The Pentagon warned that China’s economic activities in the Arctic could lead to a greater military presence – including the deployment of submarines as a nuclear deterrent – a few days before US Secretary of State Mike Pompeo is set to attend the meeting of the eight-nation Arctic Council in Rovaniemi, Finland.

In a new report issued Thursday, the Pentagon evaluated plans outlined in China’s first official Arctic policy white paper, which discusses the creation of shipping lanes for a “Polar Silk Road” to complement President Xi Jinping’s Belt and Road Initiative, Reuters reported.

The Pentagon also noted that Denmark has expressed concern about China’s interest in Greenland, where Beijing is keen to establish a research station and a satellite ground station, as well as renovate airports and expand mining.

“Civilian research could support a strengthened Chinese military presence in the Arctic Ocean, which could include deploying submarines to the region as a deterrent against nuclear attacks,” the Pentagon report said, noting that China’s military has made modernizing its submarine fleet a high priority.

DISCOVERIES

Smelling in Tongues

Snakes flick their tongues out when picking up scents, but scientists recently discovered that humans have something akin to that – minus the flicking.
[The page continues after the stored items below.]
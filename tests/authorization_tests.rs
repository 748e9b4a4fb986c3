//! Authorization guard over the HTTP surface: unauthenticated denials for
//! page views and direct mutating requests alike, wrong-user denials,
//! admin-only cross-user destroy, ownership checks on microposts, and
//! sessions referencing deleted users.

use anyhow::Result;
use axum::body::Body;
use axum::http::{header, HeaderMap, Request, StatusCode};
use axum::Router;
use http_body_util::BodyExt;
use serde_json::{json, Value};
use tower::ServiceExt;

use gatehouse::identity::{gen_context_id, MicropostId, User, UserFields};
use gatehouse::server::{router, AppState};

fn service() -> (Router, AppState) {
    let state = AppState::new();
    (router(state.clone()), state)
}

fn seed_user(state: &AppState, name: &str, email: &str, password: &str) -> User {
    state.store.register(UserFields::new(name, email, password)).expect("seed user")
}

fn seed_admin(state: &AppState, name: &str, email: &str, password: &str) -> User {
    let u = seed_user(state, name, email, password);
    state.store.set_admin(u.id, true).expect("elevate");
    state.store.find(u.id).expect("reload")
}

fn cookie(ctx: &str) -> String {
    format!("gatehouse_ctx={}", ctx)
}

fn get(path: &str, ctx: &str) -> Request<Body> {
    Request::builder()
        .uri(path)
        .header(header::COOKIE, cookie(ctx))
        .body(Body::empty())
        .expect("request")
}

fn no_body(method: &str, path: &str, ctx: &str) -> Request<Body> {
    Request::builder()
        .method(method)
        .uri(path)
        .header(header::COOKIE, cookie(ctx))
        .body(Body::empty())
        .expect("request")
}

fn json_req(method: &str, path: &str, ctx: &str, body: Value) -> Request<Body> {
    Request::builder()
        .method(method)
        .uri(path)
        .header(header::COOKIE, cookie(ctx))
        .header(header::CONTENT_TYPE, "application/json")
        .body(Body::from(body.to_string()))
        .expect("request")
}

async fn send(app: &Router, req: Request<Body>) -> Result<(StatusCode, HeaderMap, Value)> {
    let resp = app.clone().oneshot(req).await?;
    let status = resp.status();
    let headers = resp.headers().clone();
    let bytes = resp.into_body().collect().await?.to_bytes();
    let body: Value = if bytes.is_empty() { Value::Null } else { serde_json::from_slice(&bytes)? };
    Ok((status, headers, body))
}

fn location(headers: &HeaderMap) -> String {
    headers
        .get("location")
        .and_then(|v| v.to_str().ok())
        .unwrap_or_default()
        .to_string()
}

async fn sign_in(app: &Router, ctx: &str, email: &str, password: &str) -> Result<()> {
    let (status, _, _) =
        send(app, json_req("POST", "/signin", ctx, json!({"email": email, "password": password}))).await?;
    assert_eq!(status, StatusCode::SEE_OTHER, "seed sign-in must succeed");
    Ok(())
}

#[tokio::test]
async fn mutating_requests_while_signed_out_redirect_to_sign_in() -> Result<()> {
    let (app, state) = service();
    let alice = seed_user(&state, "Alice", "alice@example.com", "s3cr3t!");
    let post = state.store.create_post(alice.id, "hello").expect("post");
    let ctx = gen_context_id();

    let attempts = vec![
        json_req("PUT", &format!("/users/{}", alice.id), &ctx, json!({"name": "Hacked"})),
        no_body("DELETE", &format!("/users/{}", alice.id), &ctx),
        json_req("POST", "/microposts", &ctx, json!({"content": "spam"})),
        no_body("DELETE", &format!("/microposts/{}", post.id), &ctx),
    ];
    for req in attempts {
        let (status, headers, _) = send(&app, req).await?;
        assert_eq!(status, StatusCode::SEE_OTHER);
        assert_eq!(location(&headers), "/signin", "mutating request must be gated like a page view");
    }

    // nothing was mutated along the way
    assert_eq!(state.store.find(alice.id).map(|u| u.name), Some("Alice".to_string()));
    assert!(state.store.find_post(post.id).is_some());
    Ok(())
}

#[tokio::test]
async fn page_views_while_signed_out_redirect_to_sign_in() -> Result<()> {
    let (app, state) = service();
    let alice = seed_user(&state, "Alice", "alice@example.com", "s3cr3t!");
    let ctx = gen_context_id();

    for path in [format!("/users/{}/edit", alice.id), "/users".to_string()] {
        let (status, headers, _) = send(&app, get(&path, &ctx)).await?;
        assert_eq!(status, StatusCode::SEE_OTHER);
        assert_eq!(location(&headers), "/signin");
    }
    Ok(())
}

#[tokio::test]
async fn wrong_user_is_sent_to_root_not_sign_in() -> Result<()> {
    let (app, state) = service();
    let alice = seed_user(&state, "Alice", "alice@example.com", "s3cr3t!");
    seed_user(&state, "Bob", "bob@example.com", "hunter2");
    let ctx = gen_context_id();
    sign_in(&app, &ctx, "bob@example.com", "hunter2").await?;

    let (status, headers, _) = send(&app, get(&format!("/users/{}/edit", alice.id), &ctx)).await?;
    assert_eq!(status, StatusCode::SEE_OTHER);
    assert_eq!(location(&headers), "/", "already authenticated, so root not sign-in");

    let (status, headers, _) = send(
        &app,
        json_req("PUT", &format!("/users/{}", alice.id), &ctx, json!({"name": "Renamed"})),
    )
    .await?;
    assert_eq!(status, StatusCode::SEE_OTHER);
    assert_eq!(location(&headers), "/");
    assert_eq!(state.store.find(alice.id).map(|u| u.name), Some("Alice".to_string()), "no record mutated");
    Ok(())
}

#[tokio::test]
async fn own_update_succeeds_wrong_user_update_denied() -> Result<()> {
    let (app, state) = service();
    let alice = seed_user(&state, "Alice", "alice@example.com", "s3cr3t!");
    let bob = seed_user(&state, "Bob", "bob@example.com", "hunter2");
    let ctx = gen_context_id();
    sign_in(&app, &ctx, "alice@example.com", "s3cr3t!").await?;

    let (status, _, body) = send(
        &app,
        json_req("PUT", &format!("/users/{}", alice.id), &ctx, json!({"name": "Alicia"})),
    )
    .await?;
    assert_eq!(status, StatusCode::OK);
    assert_eq!(body["user"]["name"], json!("Alicia"));

    let (status, headers, _) = send(
        &app,
        json_req("PUT", &format!("/users/{}", bob.id), &ctx, json!({"name": "NotBob"})),
    )
    .await?;
    assert_eq!(status, StatusCode::SEE_OTHER);
    assert_eq!(location(&headers), "/");
    assert_eq!(state.store.find(bob.id).map(|u| u.name), Some("Bob".to_string()));
    Ok(())
}

#[tokio::test]
async fn admin_may_edit_other_users() -> Result<()> {
    let (app, state) = service();
    let alice = seed_user(&state, "Alice", "alice@example.com", "s3cr3t!");
    seed_admin(&state, "Root", "root@example.com", "adminpw");
    let ctx = gen_context_id();
    sign_in(&app, &ctx, "root@example.com", "adminpw").await?;

    let (status, _, body) = send(&app, get(&format!("/users/{}/edit", alice.id), &ctx)).await?;
    assert_eq!(status, StatusCode::OK);
    assert_eq!(body["page"], json!("edit_user"));
    Ok(())
}

#[tokio::test]
async fn cross_user_destroy_is_admin_only() -> Result<()> {
    let (app, state) = service();
    let alice = seed_user(&state, "Alice", "alice@example.com", "s3cr3t!");
    seed_user(&state, "Bob", "bob@example.com", "hunter2");
    seed_admin(&state, "Root", "root@example.com", "adminpw");

    // non-admin deleting someone else: redirect to root, record intact
    let ctx_bob = gen_context_id();
    sign_in(&app, &ctx_bob, "bob@example.com", "hunter2").await?;
    let (status, headers, _) = send(&app, no_body("DELETE", &format!("/users/{}", alice.id), &ctx_bob)).await?;
    assert_eq!(status, StatusCode::SEE_OTHER);
    assert_eq!(location(&headers), "/");
    assert!(state.store.find(alice.id).is_some());

    // admin performing the same deletion succeeds
    let ctx_root = gen_context_id();
    sign_in(&app, &ctx_root, "root@example.com", "adminpw").await?;
    let (status, headers, _) = send(&app, no_body("DELETE", &format!("/users/{}", alice.id), &ctx_root)).await?;
    assert_eq!(status, StatusCode::SEE_OTHER);
    assert_eq!(location(&headers), "/");
    assert!(state.store.find(alice.id).is_none());
    Ok(())
}

#[tokio::test]
async fn self_destroy_is_allowed_and_invalidates_the_session() -> Result<()> {
    let (app, state) = service();
    let root = seed_admin(&state, "Root", "root@example.com", "adminpw");
    let ctx = gen_context_id();
    sign_in(&app, &ctx, "root@example.com", "adminpw").await?;

    // self-targeting destroy is not special-cased into a denial
    let (status, headers, _) = send(&app, no_body("DELETE", &format!("/users/{}", root.id), &ctx)).await?;
    assert_eq!(status, StatusCode::SEE_OTHER);
    assert_eq!(location(&headers), "/");
    assert!(state.store.find(root.id).is_none());

    // the dangling session now counts as signed out
    let (_, _, home) = send(&app, get("/", &ctx)).await?;
    assert_eq!(home["signed_in"], json!(false));
    Ok(())
}

#[tokio::test]
async fn non_admin_self_destroy_succeeds() -> Result<()> {
    let (app, state) = service();
    let bob = seed_user(&state, "Bob", "bob@example.com", "hunter2");
    let ctx = gen_context_id();
    sign_in(&app, &ctx, "bob@example.com", "hunter2").await?;

    let (status, headers, _) = send(&app, no_body("DELETE", &format!("/users/{}", bob.id), &ctx)).await?;
    assert_eq!(status, StatusCode::SEE_OTHER);
    assert_eq!(location(&headers), "/");
    assert!(state.store.find(bob.id).is_none());
    Ok(())
}

#[tokio::test]
async fn micropost_destroy_requires_ownership() -> Result<()> {
    let (app, state) = service();
    let alice = seed_user(&state, "Alice", "alice@example.com", "s3cr3t!");
    seed_user(&state, "Bob", "bob@example.com", "hunter2");
    let post = state.store.create_post(alice.id, "mine").expect("post");

    let ctx_bob = gen_context_id();
    sign_in(&app, &ctx_bob, "bob@example.com", "hunter2").await?;
    let (status, headers, _) =
        send(&app, no_body("DELETE", &format!("/microposts/{}", post.id), &ctx_bob)).await?;
    assert_eq!(status, StatusCode::SEE_OTHER);
    assert_eq!(location(&headers), "/");
    assert!(state.store.find_post(post.id).is_some());

    let ctx_alice = gen_context_id();
    sign_in(&app, &ctx_alice, "alice@example.com", "s3cr3t!").await?;
    let (status, _, _) =
        send(&app, no_body("DELETE", &format!("/microposts/{}", post.id), &ctx_alice)).await?;
    assert_eq!(status, StatusCode::SEE_OTHER);
    assert!(state.store.find_post(post.id).is_none());
    Ok(())
}

#[tokio::test]
async fn micropost_create_works_for_the_signed_in_user() -> Result<()> {
    let (app, state) = service();
    let alice = seed_user(&state, "Alice", "alice@example.com", "s3cr3t!");
    let ctx = gen_context_id();
    sign_in(&app, &ctx, "alice@example.com", "s3cr3t!").await?;

    let (status, _, body) = send(&app, json_req("POST", "/microposts", &ctx, json!({"content": "first!"}))).await?;
    assert_eq!(status, StatusCode::OK);
    assert_eq!(body["micropost"]["user_id"], json!(alice.id));
    let id: MicropostId = serde_json::from_value(body["micropost"]["id"].clone())?;
    assert!(state.store.find_post(id).is_some());
    Ok(())
}

#[tokio::test]
async fn signed_in_users_are_bounced_from_registration() -> Result<()> {
    let (app, state) = service();
    seed_user(&state, "Alice", "alice@example.com", "s3cr3t!");
    let ctx = gen_context_id();
    sign_in(&app, &ctx, "alice@example.com", "s3cr3t!").await?;

    let before = state.store.all_users().len();
    let (status, headers, _) = send(
        &app,
        json_req(
            "POST",
            "/users",
            &ctx,
            json!({"name": "Extra", "email": "extra@example.com", "password": "pw", "password_confirmation": "pw"}),
        ),
    )
    .await?;
    assert_eq!(status, StatusCode::SEE_OTHER);
    assert_eq!(location(&headers), "/");
    assert_eq!(state.store.all_users().len(), before, "no registration while authenticated");
    Ok(())
}

#[tokio::test]
async fn users_index_lists_users_once_signed_in() -> Result<()> {
    let (app, state) = service();
    seed_user(&state, "Alice", "alice@example.com", "s3cr3t!");
    seed_user(&state, "Bob", "bob@example.com", "hunter2");
    let ctx = gen_context_id();
    sign_in(&app, &ctx, "alice@example.com", "s3cr3t!").await?;

    let (status, _, body) = send(&app, get("/users", &ctx)).await?;
    assert_eq!(status, StatusCode::OK);
    let users = body["users"].as_array().expect("users array");
    assert_eq!(users.len(), 2);
    Ok(())
}

#[tokio::test]
async fn profile_page_is_public_and_never_exposes_the_hash() -> Result<()> {
    let (app, state) = service();
    let alice = seed_user(&state, "Alice", "alice@example.com", "s3cr3t!");
    let ctx = gen_context_id();

    let (status, _, body) = send(&app, get(&format!("/users/{}", alice.id), &ctx)).await?;
    assert_eq!(status, StatusCode::OK);
    assert_eq!(body["user"]["email"], json!("alice@example.com"));
    assert!(body["user"].get("password_hash").is_none());
    Ok(())
}

#[tokio::test]
async fn profile_page_tracks_the_client_context_like_any_other_page() -> Result<()> {
    let (app, state) = service();
    let alice = seed_user(&state, "Alice", "alice@example.com", "s3cr3t!");

    // first contact without a cookie gets a context issued
    let bare = Request::builder()
        .uri(format!("/users/{}", alice.id))
        .body(Body::empty())?;
    let (status, headers, _) = send(&app, bare).await?;
    assert_eq!(status, StatusCode::OK);
    let set = headers.get("set-cookie").and_then(|v| v.to_str().ok()).unwrap_or_default();
    assert!(set.starts_with("gatehouse_ctx="), "got Set-Cookie: {}", set);

    // a pending notice is consumed by the profile render, once
    let ctx = gen_context_id();
    send(&app, get(&format!("/users/{}/edit", alice.id), &ctx)).await?;
    let (_, _, body) = send(&app, get(&format!("/users/{}", alice.id), &ctx)).await?;
    assert_eq!(body["notice"], json!("Please sign in."));
    let (_, _, body) = send(&app, get(&format!("/users/{}", alice.id), &ctx)).await?;
    assert_eq!(body["notice"], Value::Null);
    Ok(())
}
Researchers at the US-based Monell Chemical Senses Center have found smell receptors in the taste-sensing cells in the tiny bumps on the tongue called papillae.

According to senior study author Mehmet Hakan Ozdener, the research suggests that the process of detecting flavor, which involves mixing smell and taste signals, may start in the tongue instead of the brain.
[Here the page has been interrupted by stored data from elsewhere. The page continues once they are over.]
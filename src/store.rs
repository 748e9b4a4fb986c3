//!
//! gatehouse identity store
//! ------------------------
//! In-memory backing store for user and micropost records. The public API
//! centers around [`SharedStore`], a cheaply clonable handle wrapping the
//! maps in a `parking_lot::RwLock`.
//!
//! Key responsibilities:
//! - User registration from guarded field bundles (see `identity::fields`),
//!   with duplicate-email and confirmation checks.
//! - Case-insensitive email lookup for credential verification.
//! - User deletion cascading to owned microposts.
//! - The one sanctioned privilege-elevation path, `set_admin`; no store
//!   operation ever writes the admin flag from bound input.

use std::collections::HashMap;
use std::sync::Arc;

use parking_lot::RwLock;
use tracing::info;

use crate::error::AppError;
use crate::identity::{Micropost, MicropostId, User, UserFields, UserId};
use crate::security::hash_password;

#[derive(Default)]
struct Inner {
    users: HashMap<UserId, User>,
    /// lowercased email -> user id
    email_index: HashMap<String, UserId>,
    posts: HashMap<MicropostId, Micropost>,
}

/// Thread-safe handle to the identity store.
#[derive(Clone, Default)]
pub struct SharedStore(Arc<RwLock<Inner>>);

fn normalize_email(email: &str) -> String {
    email.trim().to_lowercase()
}

impl SharedStore {
    pub fn new() -> Self { Self::default() }

    /// Register a new user from guarded fields. Name, email and password are
    /// required; the admin flag always starts false.
    pub fn register(&self, fields: UserFields) -> Result<User, AppError> {
        fields.check_confirmation()?;
        let Some(name) = fields.name.filter(|s| !s.trim().is_empty()) else {
            return Err(AppError::user("missing_field", "name is required"));
        };
        let Some(email) = fields.email.filter(|s| !s.trim().is_empty()) else {
            return Err(AppError::user("missing_field", "email is required"));
        };
        let Some(password) = fields.password.filter(|s| !s.is_empty()) else {
            return Err(AppError::user("missing_field", "password is required"));
        };
        let email = normalize_email(&email);
        let password_hash = hash_password(&password)?;

        let mut inner = self.0.write();
        if inner.email_index.contains_key(&email) {
            return Err(AppError::conflict("email_taken", "email is already registered"));
        }
        let user = User { id: UserId::new(), name, email: email.clone(), password_hash, admin: false };
        inner.email_index.insert(email, user.id);
        inner.users.insert(user.id, user.clone());
        info!(target: "store", "user.register id={} email={}", user.id, user.email);
        Ok(user)
    }

    pub fn find(&self, id: UserId) -> Option<User> {
        self.0.read().users.get(&id).cloned()
    }

    pub fn find_by_email(&self, email: &str) -> Option<User> {
        let inner = self.0.read();
        let id = inner.email_index.get(&normalize_email(email))?;
        inner.users.get(id).cloned()
    }

    /// All users, ordered by name for stable listings.
    pub fn all_users(&self) -> Vec<User> {
        let mut users: Vec<User> = self.0.read().users.values().cloned().collect();
        users.sort_by(|a, b| a.name.cmp(&b.name).then_with(|| a.email.cmp(&b.email)));
        users
    }

    /// Apply guarded fields to an existing user. Absent fields keep their
    /// current value; the admin flag is untouchable here by construction.
    pub fn update(&self, id: UserId, fields: UserFields) -> Result<User, AppError> {
        fields.check_confirmation()?;
        let new_hash = match &fields.password {
            Some(pw) if !pw.is_empty() => Some(hash_password(pw)?),
            Some(_) => return Err(AppError::user("missing_field", "password must not be empty")),
            None => None,
        };

        let mut inner = self.0.write();
        if let Some(new_email) = fields.email.as_deref().map(normalize_email) {
            let current = inner.users.get(&id).ok_or_else(user_not_found)?;
            if new_email != current.email {
                if inner.email_index.contains_key(&new_email) {
                    return Err(AppError::conflict("email_taken", "email is already registered"));
                }
                let old = inner.users.get(&id).map(|u| u.email.clone()).unwrap_or_default();
                inner.email_index.remove(&old);
                inner.email_index.insert(new_email.clone(), id);
                if let Some(u) = inner.users.get_mut(&id) { u.email = new_email; }
            }
        }
        let user = inner.users.get_mut(&id).ok_or_else(user_not_found)?;
        if let Some(name) = fields.name { user.name = name; }
        if let Some(hash) = new_hash { user.password_hash = hash; }
        Ok(user.clone())
    }

    /// Delete a user and every micropost they own.
    pub fn delete_user(&self, id: UserId) -> Result<(), AppError> {
        let mut inner = self.0.write();
        let Some(user) = inner.users.remove(&id) else {
            return Err(user_not_found());
        };
        inner.email_index.remove(&user.email);
        let before = inner.posts.len();
        inner.posts.retain(|_, p| p.user_id != id);
        info!(target: "store", "user.delete id={} cascaded_posts={}", id, before - inner.posts.len());
        Ok(())
    }

    /// The administrative elevation path. Not reachable through field binding.
    pub fn set_admin(&self, id: UserId, admin: bool) -> Result<(), AppError> {
        let mut inner = self.0.write();
        let user = inner.users.get_mut(&id).ok_or_else(user_not_found)?;
        user.admin = admin;
        info!(target: "store", "user.set_admin id={} admin={}", id, admin);
        Ok(())
    }

    pub fn create_post(&self, owner: UserId, content: &str) -> Result<Micropost, AppError> {
        if content.trim().is_empty() {
            return Err(AppError::user("missing_field", "content is required"));
        }
        let mut inner = self.0.write();
        if !inner.users.contains_key(&owner) {
            return Err(user_not_found());
        }
        let post = Micropost { id: MicropostId::new(), user_id: owner, content: content.to_string() };
        inner.posts.insert(post.id, post.clone());
        Ok(post)
    }

    pub fn find_post(&self, id: MicropostId) -> Option<Micropost> {
        self.0.read().posts.get(&id).cloned()
    }

    pub fn delete_post(&self, id: MicropostId) -> Result<(), AppError> {
        let mut inner = self.0.write();
        inner.posts.remove(&id)
            .map(|_| ())
            .ok_or_else(|| AppError::not_found("micropost_not_found", "no such micropost"))
    }

    pub fn posts_of(&self, owner: UserId) -> Vec<Micropost> {
        self.0.read().posts.values().filter(|p| p.user_id == owner).cloned().collect()
    }
}

fn user_not_found() -> AppError {
    AppError::not_found("user_not_found", "no such user")
}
The research team conducted several genetic and biochemical tests, which showed that taste cells reacted the same way as cells that pick up scents, Newsweek reported.

This doesn’t mean, however, that humans can now “sniff” with their tongues, says Ozdener.

“I am not saying that (if you) open your mouth, you smell,” he told the Guardian.

Indeed, the cells also work differently than the snake’s creepy tongue: The reptiles’ forked flickers pick up odor molecules, which are then sent to and processed in special organs in the mouth.

Still, researchers hope their study will help scientists understand how the human sense of smell works and create better tasting foods to encourage healthier eating.

“This may lead to the development of odor-based taste modifiers that can help combat the excess salt, sugar and fat intake associated with diet-related diseases such as obesity and diabetes,” said Ozdener.